ACCORDING TO TODAY’S PASSAGE, how did Jesus know that the donkey was exactly in that place, that she was tied up, and that a colt was by her side? According to The Desire of Ages, He knew this by virtue of His divinity, He knew in advance the circumstances of the case.—ch. 63, p. 570.
However, it is not this fact that most catches my attention to this passage, but what an author calls «God’s uncommon use of the common.» What did he mean? Well, can there be anything more common, more «ordinary» than a beast of burden? Still, it was on one of those animals that the King chose to make His triumphant entry into Jerusalem.
But it was not just the colt. There is a long list of «ordinary things» that are used in Scripture as a means of fulfilling God’s purposes: Moses’s rod, the red cord that Rahab tied to the window to signal to the Israelites, the slingshot David used to kill Goliath, the donkeys jaw that Samson used to kill a thousand Philistines, the manger where the Child slept, the lunch of a little lad that Jesus multiplied, the cross where Jesus died.
Do we get the idea? The list is so extensive that we could very well build something like a Gallery of the Ordinary. All of which leads us to the following question: whether God uses such ordinary things to achieve extraordinary results; if He could even turn a cross of torture into an instrument of salvation, could he not also use our ordinary talents to do wonders on His behalf? Could He not also use our little acts of service today—a glass of water for a thirsty individual, a bite of bread for the hungry, a visit to the sick—for His honor and glory?

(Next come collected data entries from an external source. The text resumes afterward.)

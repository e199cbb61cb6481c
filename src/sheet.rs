use nalgebra::Point3;
use serde::{Deserialize, Serialize};

use crate::mesh::{primitive, Mesh};
use crate::pose::{Axis, Pose};

/// Dimensions and subdivision of a wrap sheet.
#[derive(Debug, Clone, Copy, PartialEq, Serialize, Deserialize)]
pub struct SheetDimensions {
    pub width: f32,
    pub height: f32,
    pub width_segments: u32,
    pub height_segments: u32,
}

/// A flat, subdivided grid that gets deformed onto a target solid.
///
/// Vertex positions are in sheet-local space. Only the depth (Z) component
/// of a vertex can be rewritten, and every rewrite leaves the sheet dirty
/// until the renderer picks the change up.
#[derive(Debug, Clone)]
pub struct WrapSheet {
    mesh: Mesh,
    pose: Pose,
    dirty: bool,
}

impl WrapSheet {
    pub fn new(dimensions: SheetDimensions) -> Self {
        let mesh = primitive::create_grid_plane(
            [0.0; 3],
            dimensions.width,
            dimensions.height,
            dimensions.width_segments,
            dimensions.height_segments,
        );

        WrapSheet {
            mesh,
            pose: Pose::identity(),
            dirty: false,
        }
    }

    pub fn mesh(&self) -> &Mesh {
        &self.mesh
    }

    pub fn vertex_count(&self) -> usize {
        self.mesh.vertices().len()
    }

    /// Current local position of the vertex at `index`.
    ///
    /// # Panics
    /// Panics if the index is out of bounds.
    pub fn vertex(&self, index: usize) -> Point3<f32> {
        self.mesh.vertices()[index]
    }

    pub fn vertices(&self) -> &[Point3<f32>] {
        self.mesh.vertices()
    }

    /// Overwrites the depth component of the vertex at `index`.
    ///
    /// # Panics
    /// Panics if the index is out of bounds.
    pub fn set_vertex_depth(&mut self, index: usize, depth: f32) {
        self.mesh.vertices_mut()[index].z = depth;
        self.dirty = true;
    }

    pub fn pose(&self) -> &Pose {
        &self.pose
    }

    pub fn rotate(&mut self, axis: Axis, delta: f32) {
        self.pose.rotate(axis, delta);
    }

    pub fn translate(&mut self, axis: Axis, delta: f32) {
        self.pose.translate(axis, delta);
    }

    pub(crate) fn pose_mut(&mut self) -> &mut Pose {
        &mut self.pose
    }

    /// Flags the geometry as changed.
    pub fn mark_dirty(&mut self) {
        self.dirty = true;
    }

    pub fn is_dirty(&self) -> bool {
        self.dirty
    }

    /// Returns whether the geometry changed since the last call and clears
    /// the flag.
    pub fn take_dirty(&mut self) -> bool {
        let dirty = self.dirty;
        self.dirty = false;
        dirty
    }
}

The message is clear: no matter whether our talents are few or many, whether our abilities are ordinary or extraordinary, or whether our resources are scarce or abundant, the point is that the Lord needs them, and today it is our privilege to use them in His service.
«The question that most concerns us is not, How much have I received? but, What am I doing with that which I have?»—Christ’s Object Lessons, ch. 25, p. 329.
Dear Jesus, I know that I have no extraordinary talents or resources, but if You need them, please use them, Lord, according to Your will and for Your glory. There is no greater privilege than being able to serve You.